As Father’s Day approaches, retail sales are everywhere. Yet although fathers have a secure place in the annual sales calendar, their role in the lives of their children is underappreciated by government at every level.
Too many children, including here in the Commonwealth of Pennsylvania, lack the benefit of being raised by both parents. Usually it is the father who is absent. In Philadelphia, for example, 60 percent of children live in a single-parent household. Of all single-parent households, 83 percent are mother-only households and 17 percent father-only.
Social research strongly suggests that a father’s absence from a child’s life has a negative impact on child well-being throughout the child’s formative life and beyond. Negative effects include economic deprivation, increased probability of later incarceration, double the probability of dropping out of high school, greater likelihood of smoking and use of alcohol and drugs, plus higher risks of economic, physical, and emotional neglect.

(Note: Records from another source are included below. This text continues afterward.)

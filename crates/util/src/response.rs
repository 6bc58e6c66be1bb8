//! Helpers for interpreting job-service response bodies.

use serde_json::Value;
use thiserror::Error;

/// Longest body excerpt kept in parse errors and log lines.
pub const PREVIEW_LIMIT: usize = 200;

/// Parse a response body that must be JSON.
///
/// An empty body parses as `null`; job services answer some POSTs with no
/// content at all. Anything else that fails to parse is reported with the
/// status code and a collapsed preview of the body.
pub fn parse_response_json_strict(text: &str, status: Option<u16>) -> Result<Value, JsonParseError> {
    if text.trim().is_empty() {
        return Ok(Value::Null);
    }
    serde_json::from_str::<Value>(text).map_err(|error| {
        let status_note = status
            .map(|code| format!("status {code}"))
            .unwrap_or_else(|| "unknown status".to_string());
        JsonParseError {
            status_note,
            source: error,
            body_preview: truncate_response_preview(text, PREVIEW_LIMIT),
        }
    })
}

/// Collapse whitespace and cut a body down to roughly `limit` bytes.
pub fn truncate_response_preview(text: &str, limit: usize) -> String {
    if text.trim().is_empty() {
        return "<empty>".to_string();
    }

    let mut preview = String::new();
    for ch in text.chars() {
        if preview.len() >= limit {
            preview.push_str("...");
            break;
        }
        match ch {
            '\n' | '\r' | '\t' => {
                if !preview.ends_with(' ') {
                    preview.push(' ');
                }
            }
            _ => preview.push(ch),
        }
    }

    preview.trim().to_string()
}

#[derive(Debug, Error)]
#[error("failed to parse JSON response ({status_note}): {source}. body preview: {body_preview}")]
pub struct JsonParseError {
    status_note: String,
    #[source]
    source: serde_json::Error,
    body_preview: String,
}

#[cfg(test)]
mod tests {
    use super::*;

    #[test]
    fn empty_body_is_null() {
        assert_eq!(parse_response_json_strict("  \n", Some(200)).unwrap(), Value::Null);
    }

    #[test]
    fn malformed_body_reports_status_and_preview() {
        let error = parse_response_json_strict("<html>\n<body>bad gateway</body>", Some(502)).unwrap_err();
        let message = error.to_string();
        assert!(message.contains("status 502"));
        assert!(message.ends_with("body preview: <html> <body>bad gateway</body>"));
    }

    #[test]
    fn preview_is_bounded() {
        let long = "x".repeat(500);
        let preview = truncate_response_preview(&long, 20);
        assert_eq!(preview, format!("{}...", "x".repeat(20)));
    }
}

Further, the tendency of child protective services is still to focus on serving mothers despite research highlighting the important role of fathers in their children’s development. “Current policy regarding child protection services places increasing demands for providers to engage fathers whose children are involved in the child protection process. Implementation of this policy clashes with the ongoing challenges that fathers have historically faced in working within these systems” (“Engaging Fathers in Child Protection Services,” Children and Youth Services Review, August 2012).
The current policy and practice of state intervention in family affairs suffer from an institutional and cultural bias that undervalues the role of fathers. This Father’s Day, let’s take time to reflect on the pressing need to help all fathers become fully involved in the lives of their children. Let’s hope, too, that those who provide children services of all types will make a greater effort to include fathers in their programs. For those fathers affected, the added time spent with their children would be far more appreciated than a new necktie.
My thanks to Rufus S. Lynch of The Strong Families Commission for educating me on the urgent need for father involvement.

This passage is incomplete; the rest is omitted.